[TRY IT]:
Gather, from the data below, each line in which the word "reclaimed" occurs.

Records from a collection
+-------+

//! Buffer manager: pins pages in memory, evicts by LRU among unpinned frames.
//!
//! The system is single-threaded, so there is no `parking_lot::RwLock` here
//! unlike a concurrent buffer pool. Interior mutability is scoped to one
//! `Rc<RefCell<Inner<D>>>` shared between the manager handle and every
//! [`PageHandle`] it hands out, which is what lets more than one page be
//! pinned at a time (a B-tree split touches a parent and a child
//! simultaneously) without the manager itself needing `&mut` borrowed for
//! the handles' whole lifetime.

use super::lru::LruCache;
use crate::device::{BlockDevice, PageAllocator};
use crate::error::{Result, StorageError};
use crate::page::PageBuf;
use crate::types::PageId;
use std::cell::{Ref, RefCell, RefMut};
use std::collections::HashMap;
use std::rc::Rc;
use tracing::{debug, trace};

struct Frame {
    page_id: PageId,
    data: PageBuf,
    pin_count: u32,
    dirty: bool,
    generation: u32,
}

impl Frame {
    fn empty() -> Self {
        Self {
            page_id: PageId::INVALID,
            data: PageBuf::new(),
            pin_count: 0,
            dirty: false,
            generation: 0,
        }
    }
}

struct Inner<D> {
    allocator: PageAllocator<D>,
    frames: Vec<Frame>,
    page_table: HashMap<u32, usize>,
    lru: LruCache,
    unused: Vec<usize>,
}

impl<D: BlockDevice> Inner<D> {
    fn acquire_frame(&mut self) -> Result<usize> {
        if let Some(idx) = self.unused.pop() {
            return Ok(idx);
        }
        let victim = self.lru.pop_lru().ok_or_else(|| {
            debug!(frames = self.frames.len(), "buffer pool exhausted, nothing unpinned to evict");
            StorageError::BufferPoolExhausted
        })? as usize;
        let evicted_id = self.frames[victim].page_id;
        if self.frames[victim].dirty {
            let bytes = self.frames[victim].data.as_bytes().to_vec();
            self.allocator.write_page(evicted_id, &bytes)?;
            trace!(page = evicted_id.value(), frame = victim, "evicted dirty frame, wrote back");
        } else {
            trace!(page = evicted_id.value(), frame = victim, "evicted clean frame");
        }
        self.page_table.remove(&evicted_id.value());
        Ok(victim)
    }
}

/// Shared handle to the buffer manager. Cheap to clone (an `Rc` bump).
pub struct BufferManager<D>(Rc<RefCell<Inner<D>>>);

impl<D: BlockDevice> Clone for BufferManager<D> {
    fn clone(&self) -> Self {
        Self(self.0.clone())
    }
}

impl<D: BlockDevice> BufferManager<D> {
    pub fn new(device: D, capacity: usize) -> Result<Self> {
        let allocator = PageAllocator::open(device)?;
        let frames = (0..capacity).map(|_| Frame::empty()).collect();
        let unused = (0..capacity).collect();
        Ok(Self(Rc::new(RefCell::new(Inner {
            allocator,
            frames,
            page_table: HashMap::new(),
            lru: LruCache::new(capacity),
            unused,
        }))))
    }

    /// Pin and return the page at `id`, loading it from the device if not cached.
    pub fn fetch_page(&self, id: PageId) -> Result<PageHandle<D>> {
        let mut inner = self.0.borrow_mut();
        if let Some(&idx) = inner.page_table.get(&id.value()) {
            if inner.frames[idx].pin_count == 0 {
                inner.lru.remove(idx as u32);
            }
            inner.frames[idx].pin_count += 1;
            let generation = inner.frames[idx].generation;
            return Ok(PageHandle {
                manager: self.0.clone(),
                frame_idx: idx,
                generation,
            });
        }

        let idx = inner.acquire_frame()?;
        let block_size = inner.allocator.block_size();
        let mut buf = vec![0u8; block_size];
        inner.allocator.read_page(id, &mut buf)?;

        let generation = {
            let frame = &mut inner.frames[idx];
            frame.data = PageBuf::from_bytes(&buf);
            frame.page_id = id;
            frame.pin_count = 1;
            frame.dirty = false;
            frame.generation = frame.generation.wrapping_add(1);
            frame.generation
        };
        inner.page_table.insert(id.value(), idx);

        Ok(PageHandle {
            manager: self.0.clone(),
            frame_idx: idx,
            generation,
        })
    }

    /// Allocate a fresh page and return it pinned, marked dirty.
    pub fn new_page(&self) -> Result<PageHandle<D>> {
        self.new_page_with(true)
    }

    /// Allocate a fresh page and return it pinned, dirty iff `mark_dirty`.
    /// Callers that will write through [`PageHandle::write`] immediately
    /// after can pass `false` here since `write` marks the frame dirty
    /// itself; this only matters for a caller that wants a clean handle to
    /// a freshly allocated page it does not intend to touch yet.
    pub fn new_page_with(&self, mark_dirty: bool) -> Result<PageHandle<D>> {
        let mut inner = self.0.borrow_mut();
        let id = inner.allocator.allocate_page()?;
        let idx = inner.acquire_frame()?;

        let generation = {
            let frame = &mut inner.frames[idx];
            frame.data = PageBuf::new();
            frame.page_id = id;
            frame.pin_count = 1;
            frame.dirty = mark_dirty;
            frame.generation = frame.generation.wrapping_add(1);
            frame.generation
        };
        inner.page_table.insert(id.value(), idx);

        Ok(PageHandle {
            manager: self.0.clone(),
            frame_idx: idx,
            generation,
        })
    }

    /// Release a page back to the device's free list. The caller must not be
    /// holding a [`PageHandle`] to `id` when calling this.
    pub fn free_page(&self, id: PageId) -> Result<()> {
        let mut inner = self.0.borrow_mut();
        if let Some(idx) = inner.page_table.remove(&id.value()) {
            debug_assert_eq!(inner.frames[idx].pin_count, 0, "freeing a pinned page");
            inner.lru.remove(idx as u32);
            inner.unused.push(idx);
            inner.frames[idx].page_id = PageId::INVALID;
        }
        inner.allocator.deallocate_page(id)
    }

    /// Write `id`'s frame back to the device if it is resident and dirty.
    /// A no-op if `id` is not currently cached or is already clean.
    pub fn flush(&self, id: PageId) -> Result<()> {
        let mut inner = self.0.borrow_mut();
        let Some(&idx) = inner.page_table.get(&id.value()) else {
            return Ok(());
        };
        if !inner.frames[idx].dirty {
            return Ok(());
        }
        let bytes = inner.frames[idx].data.as_bytes().to_vec();
        inner.allocator.write_page(id, &bytes)?;
        inner.frames[idx].dirty = false;
        trace!(page = id.value(), "flushed single frame");
        Ok(())
    }

    /// Reclaim every frame with a pin count of zero, flushing first if dirty.
    /// Unlike ordinary eviction (which only reclaims as many frames as a
    /// `fetch`/`new_page` needs), this walks every frame in the pool.
    pub fn evict_inactive(&self) -> Result<()> {
        let mut inner = self.0.borrow_mut();
        let mut reclaimed = 0u32;
        for idx in 0..inner.frames.len() {
            if inner.frames[idx].pin_count != 0 || inner.frames[idx].page_id == PageId::INVALID {
                continue;
            }
            if inner.frames[idx].dirty {
                let id = inner.frames[idx].page_id;
                let bytes = inner.frames[idx].data.as_bytes().to_vec();
                inner.allocator.write_page(id, &bytes)?;
            }
            let evicted_id = inner.frames[idx].page_id;
            inner.page_table.remove(&evicted_id.value());
            inner.lru.remove(idx as u32);
            inner.frames[idx].page_id = PageId::INVALID;
            inner.frames[idx].dirty = false;
            inner.unused.push(idx);
            reclaimed += 1;
        }
        debug!(reclaimed, "evicted all inactive frames");
        Ok(())
    }

    pub fn flush_all(&self) -> Result<()> {
        let mut inner = self.0.borrow_mut();
        let mut flushed = 0u32;
        for idx in 0..inner.frames.len() {
            if inner.frames[idx].dirty {
                let id = inner.frames[idx].page_id;
                let bytes = inner.frames[idx].data.as_bytes().to_vec();
                inner.allocator.write_page(id, &bytes)?;
                inner.frames[idx].dirty = false;
                flushed += 1;
            }
        }
        debug!(flushed, "flushed dirty frames");
        inner.allocator.sync()
    }

    pub fn page_count(&self) -> u32 {
        self.0.borrow().allocator.page_count()
    }

    /// Number of pages currently on the device's free list.
    pub fn free_count(&self) -> u32 {
        self.0.borrow().allocator.superblock().free_count
    }

    pub fn capacity(&self) -> usize {
        self.0.borrow().frames.len()
    }

    pub fn root(&self) -> (PageId, u32) {
        let sb = self.0.borrow().allocator.superblock();
        (sb.root_page, sb.tree_height)
    }

    pub fn set_root(&self, id: PageId, height: u32) -> Result<()> {
        self.0.borrow_mut().allocator.set_root(id, height)
    }
}

/// An RAII pin on one cached page. Dropping it unpins the frame; once the
/// pin count reaches zero the frame becomes eligible for eviction again.
pub struct PageHandle<D> {
    manager: Rc<RefCell<Inner<D>>>,
    frame_idx: usize,
    generation: u32,
}

impl<D: BlockDevice> PageHandle<D> {
    pub fn page_id(&self) -> PageId {
        self.manager.borrow().frames[self.frame_idx].page_id
    }

    pub fn read(&self) -> Ref<'_, [u8]> {
        Ref::map(self.manager.borrow(), |inner| {
            inner.frames[self.frame_idx].data.as_bytes()
        })
    }

    /// Borrow the page mutably, marking the frame dirty.
    pub fn write(&self) -> RefMut<'_, [u8]> {
        let mut inner = self.manager.borrow_mut();
        inner.frames[self.frame_idx].dirty = true;
        RefMut::map(inner, |inner| inner.frames[self.frame_idx].data.as_bytes_mut())
    }

    pub fn is_dirty(&self) -> bool {
        self.manager.borrow().frames[self.frame_idx].dirty
    }
}

impl<D> Clone for PageHandle<D> {
    fn clone(&self) -> Self {
        {
            let mut inner = self.manager.borrow_mut();
            inner.frames[self.frame_idx].pin_count += 1;
        }
        Self {
            manager: self.manager.clone(),
            frame_idx: self.frame_idx,
            generation: self.generation,
        }
    }
}

impl<D> Drop for PageHandle<D> {
    fn drop(&mut self) {
        let mut inner = self.manager.borrow_mut();
        if inner.frames[self.frame_idx].generation != self.generation {
            // Frame was already recycled out from under a stale handle; nothing to unpin.
            return;
        }
        let pin_count = {
            let frame = &mut inner.frames[self.frame_idx];
            frame.pin_count = frame.pin_count.saturating_sub(1);
            frame.pin_count
        };
        if pin_count == 0 {
            inner.lru.access(self.frame_idx as u32);
        }
    }
}

#[cfg(test)]
mod tests {
    use super::*;
    use crate::device::MemoryBlockDevice;
    use crate::types::PAGE_SIZE;

    fn manager(capacity: usize) -> BufferManager<MemoryBlockDevice> {
        BufferManager::new(MemoryBlockDevice::new(PAGE_SIZE), capacity).unwrap()
    }

    #[test]
    fn new_page_is_dirty_and_fetchable() {
        let bm = manager(4);
        let id = {
            let handle = bm.new_page().unwrap();
            handle.write()[0] = 42;
            handle.page_id()
        };
        bm.flush_all().unwrap();
        let handle = bm.fetch_page(id).unwrap();
        assert_eq!(handle.read()[0], 42);
    }

    #[test]
    fn eviction_flushes_dirty_frames() {
        let bm = manager(2);
        let a = bm.new_page().unwrap();
        a.write()[0] = 1;
        let a_id = a.page_id();
        drop(a);

        let b = bm.new_page().unwrap();
        b.write()[0] = 2;
        drop(b);

        // A third page forces eviction of whichever of a/b is least recently used.
        let c = bm.new_page().unwrap();
        c.write()[0] = 3;
        drop(c);

        let reread = bm.fetch_page(a_id).unwrap();
        assert_eq!(reread.read()[0], 1);
    }

    #[test]
    fn exhausted_pool_errors_when_everything_is_pinned() {
        let bm = manager(1);
        let _first = bm.new_page().unwrap();
        assert!(matches!(
            bm.new_page(),
            Err(StorageError::BufferPoolExhausted)
        ));
    }

    /// Scenario: with a 2-frame pool, create page A (write its header),
    /// drop; create page B, drop; flush everything; fetching A again must
    /// force eviction of a resident frame, and the returned page's header
    /// must match what was written.
    #[test]
    fn eviction_correctness_with_two_frame_pool() {
        use crate::page::PageHeader;
        use crate::types::page_kind;

        let bm = manager(2);

        let handle_a = bm.new_page().unwrap();
        let pid_a = handle_a.page_id();
        {
            let mut page = handle_a.write();
            PageHeader::init(page_kind::BPT_LEAF, page.len(), pid_a, 0).write(&mut page);
        }
        drop(handle_a);

        let handle_b = bm.new_page().unwrap();
        drop(handle_b);

        bm.flush_all().unwrap();

        let handle_a_again = bm.fetch_page(pid_a).unwrap();
        let page = handle_a_again.read();
        let header = PageHeader::read(&page);
        assert_eq!(header.kind, page_kind::BPT_LEAF);
        assert_eq!(header.self_pid(), pid_a);
    }

    #[test]
    fn flush_writes_back_single_page_only() {
        let bm = manager(4);
        let a = bm.new_page().unwrap();
        a.write()[0] = 9;
        let a_id = a.page_id();
        let b = bm.new_page().unwrap();
        b.write()[0] = 7;
        let b_id = b.page_id();
        drop(a);
        drop(b);

        bm.flush(a_id).unwrap();
        assert!(!bm.fetch_page(a_id).unwrap().is_dirty());
        assert!(bm.fetch_page(b_id).unwrap().is_dirty());
    }

    #[test]
    fn evict_inactive_reclaims_unpinned_frames() {
        let bm = manager(2);
        let a = bm.new_page().unwrap();
        a.write()[0] = 1;
        let a_id = a.page_id();
        drop(a);

        bm.evict_inactive().unwrap();
        // Both frames are now free; a fresh page should not report exhaustion.
        let b = bm.new_page().unwrap();
        let c = bm.new_page().unwrap();
        assert_ne!(b.page_id(), c.page_id());
        drop(b);
        drop(c);

        let reread = bm.fetch_page(a_id).unwrap();
        assert_eq!(reread.read()[0], 1);
    }

    #[test]
    fn new_page_with_clean_flag_is_not_dirty() {
        let bm = manager(2);
        let handle = bm.new_page_with(false).unwrap();
        assert!(!handle.is_dirty());
    }

    #[test]
    fn multiple_pages_pinned_simultaneously() {
        let bm = manager(4);
        let a = bm.new_page().unwrap();
        let b = bm.new_page().unwrap();
        assert_ne!(a.page_id(), b.page_id());
    }
}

+-------+

[RESPONSE]:
        let mut reclaimed = 0u32;
            reclaimed += 1;
        debug!(reclaimed, "evicted all inactive frames");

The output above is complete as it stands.